WHAT TO DO> Work through the records that follow and return each line containing the word "schläft".

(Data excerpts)
□ □ □

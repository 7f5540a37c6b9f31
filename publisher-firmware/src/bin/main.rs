// Keine Standard-Bibliothek verwenden (Embedded System)
#![no_std]
// Kein normaler main() Einstiegspunkt (wird von esp_rtos bereitgestellt)
#![no_main]
// Verbiete mem::forget - gefährlich bei ESP HAL Types mit DMA-Buffern
#![deny(
    clippy::mem_forget,
    reason = "mem::forget is generally not safe to do with esp_hal types, especially those \
    holding buffers for the duration of a data transfer."
)]
// Verbiete große Stack-Frames (Stack ist auf Embedded Systemen begrenzt)
#![deny(clippy::large_stack_frames)]

// Heap Allocator (WiFi benötigt dynamischen Speicher)
extern crate alloc;

// Embassy Async Runtime
use embassy_executor::Spawner;
use embassy_net::{Config as NetConfig, Stack, StackResources};
use embassy_time::{Duration, Timer};

// ESP32-C6 HAL
use esp_hal::clock::CpuClock;
use esp_hal::gpio::{Input, InputConfig, Level, Output, OutputConfig, Pull};
use esp_hal::rng::Rng;
use esp_hal::spi::Mode;
use esp_hal::spi::master::{Config as SpiConfig, Spi};
use esp_hal::time::Rate;
use esp_hal::timer::timg::TimerGroup;

// Backtrace bei Panic und println!() Support
use {esp_backtrace as _, esp_println as _};

// Projekt-Module und Konfiguration
use esp_unified_publisher::config::{EXTRA_HEAP_SIZE, LORA_SPI_FREQUENCY_KHZ, WIFI_HEAP_SIZE};
use esp_unified_publisher::hal::{Indicator, Sx127x};
use esp_unified_publisher::tasks::{
    BrokerHandle, broker_session_task, button_task, connection_task, dhcp_task, fanout_task,
    http_server_task, net_task,
};
use esp_unified_publisher::{
    BrokerOpChannel, BrokerOutcomeChannel, NotifyGate, PublishRequestChannel,
};

// ESP-IDF App Descriptor - erforderlich für den Bootloader!
// Ohne diesen schlägt das Flashen mit "ESP-IDF App Descriptor missing" fehl
esp_bootloader_esp_idf::esp_app_desc!();

/// Main Entry Point
///
/// Initialisiert Hardware, WiFi, startet Embassy Runtime und spawnt Tasks.
/// Danach schläft main() - alle Arbeit läuft in Tasks.
#[esp_rtos::main]
async fn main(spawner: Spawner) -> ! {
    // ESP32-C6 Konfiguration: CPU auf maximale Taktfrequenz (160 MHz)
    let config = esp_hal::Config::default().with_cpu_clock(CpuClock::max());
    let peripherals = esp_hal::init(config);

    // Heap Allocator initialisieren (WiFi braucht dynamischen Speicher!)
    // Zwei Bereiche: reclaimed RAM (64 KB) + extra (36 KB) = 100 KB total
    esp_alloc::heap_allocator!(
        #[esp_hal::ram(reclaimed)]
        size: WIFI_HEAP_SIZE
    );
    esp_alloc::heap_allocator!(size: EXTRA_HEAP_SIZE);

    // Embassy Runtime initialisieren (Timer + Software Interrupt)
    let timg0 = TimerGroup::new(peripherals.TIMG0);
    let sw_interrupt =
        esp_hal::interrupt::software::SoftwareInterruptControl::new(peripherals.SW_INTERRUPT);
    esp_rtos::start(timg0.timer0, sw_interrupt.software_interrupt0);

    // WiFi Hardware initialisieren
    static RADIO_INIT: static_cell::StaticCell<esp_radio::Controller> =
        static_cell::StaticCell::new();
    let radio_init =
        RADIO_INIT.init(esp_radio::init().expect("Failed to initialize Wi-Fi/BLE controller"));

    let (wifi_controller, wifi_interface) =
        esp_radio::wifi::new(radio_init, peripherals.WIFI, Default::default())
            .expect("Failed to initialize Wi-Fi");

    // Netzwerk-Stack erstellen
    // Random seed für TCP/IP Stack (von Hardware RNG)
    let rng = Rng::new();
    let seed = (rng.random() as u64) << 32 | rng.random() as u64;

    // Static resources für embassy-net
    // 6 Sockets: MQTT (1) + HTTP-Listener (1) + DNS/DHCP + Reserve
    static RESOURCES: static_cell::StaticCell<StackResources<6>> = static_cell::StaticCell::new();
    let resources = RESOURCES.init(StackResources::new());

    // embassy-net erstellt Stack + Runner (nutzt STA interface für Client-Modus)
    let (stack, runner) = embassy_net::new(
        wifi_interface.sta,
        NetConfig::dhcpv4(Default::default()),
        resources,
        seed,
    );

    // Stack muss 'static sein für Tasks
    static STACK: static_cell::StaticCell<Stack<'static>> = static_cell::StaticCell::new();
    let stack = &*STACK.init(stack);

    // Status-LED + Gerätezustand (geteilt zwischen Button- und HTTP-Task)
    let led_pin = Output::new(peripherals.GPIO8, Level::Low, OutputConfig::default());
    static INDICATOR: static_cell::StaticCell<Indicator> = static_cell::StaticCell::new();
    let indicator = &*INDICATOR.init(Indicator::new(led_pin));

    // BOOT-Taster (active-low, interner Pull-Up)
    let button_pin = Input::new(
        peripherals.GPIO9,
        InputConfig::default().with_pull(Pull::Up),
    );

    // SX127x LoRa-Modul am SPI2
    let spi = Spi::new(
        peripherals.SPI2,
        SpiConfig::default()
            .with_frequency(Rate::from_khz(LORA_SPI_FREQUENCY_KHZ))
            .with_mode(Mode::_0),
    )
    .expect("Failed to initialize SPI")
    .with_sck(peripherals.GPIO19)
    .with_mosi(peripherals.GPIO18)
    .with_miso(peripherals.GPIO20);

    let lora_cs = Output::new(peripherals.GPIO21, Level::High, OutputConfig::default());
    let lora_reset = Output::new(peripherals.GPIO22, Level::High, OutputConfig::default());
    let lora = Sx127x::new(spi, lora_cs, lora_reset);

    // Koordinations-Primitiven: Gate (Button-Events) und Request-Channel
    static GATE: static_cell::StaticCell<NotifyGate> = static_cell::StaticCell::new();
    let gate = &*GATE.init(NotifyGate::new());

    static REQUESTS: static_cell::StaticCell<PublishRequestChannel> =
        static_cell::StaticCell::new();
    let requests = &*REQUESTS.init(PublishRequestChannel::new());

    // Op/Outcome-Channel-Paar zur Broker-Session
    static BROKER_OPS: static_cell::StaticCell<BrokerOpChannel> = static_cell::StaticCell::new();
    let broker_ops = &*BROKER_OPS.init(BrokerOpChannel::new());

    static BROKER_OUTCOMES: static_cell::StaticCell<BrokerOutcomeChannel> =
        static_cell::StaticCell::new();
    let broker_outcomes = &*BROKER_OUTCOMES.init(BrokerOutcomeChannel::new());

    let broker = BrokerHandle::new(broker_ops.sender(), broker_outcomes.receiver());

    // Spawn WiFi Tasks
    spawner.spawn(connection_task(wifi_controller)).unwrap();
    spawner.spawn(net_task(runner)).unwrap();
    spawner.spawn(dhcp_task(stack)).unwrap();

    // Spawn Broker-Session (besitzt den MQTT-Client exklusiv)
    spawner
        .spawn(broker_session_task(
            stack,
            broker_ops.receiver(),
            broker_outcomes.sender(),
        ))
        .unwrap();

    // Spawn Fan-out (besitzt beide Publisher, konsumiert Gate + Requests)
    spawner
        .spawn(fanout_task(lora, broker, requests.receiver(), gate))
        .unwrap();

    // Spawn Button Task (toggelt LED, triggert Notifications)
    spawner
        .spawn(button_task(button_pin, indicator, requests.sender(), gate))
        .unwrap();

    // Spawn HTTP Server (eine Verbindung zur Zeit, Port 80)
    spawner
        .spawn(http_server_task(stack, indicator, requests.sender()))
        .unwrap();

    // Main-Loop: schläft (alle Arbeit läuft in Tasks)
    loop {
        Timer::after(Duration::from_secs(3600)).await;
    }
}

□ □ □

WRITTEN SOLUTION>
/// Danach schläft main() - alle Arbeit läuft in Tasks.
    // Main-Loop: schläft (alle Arbeit läuft in Tasks)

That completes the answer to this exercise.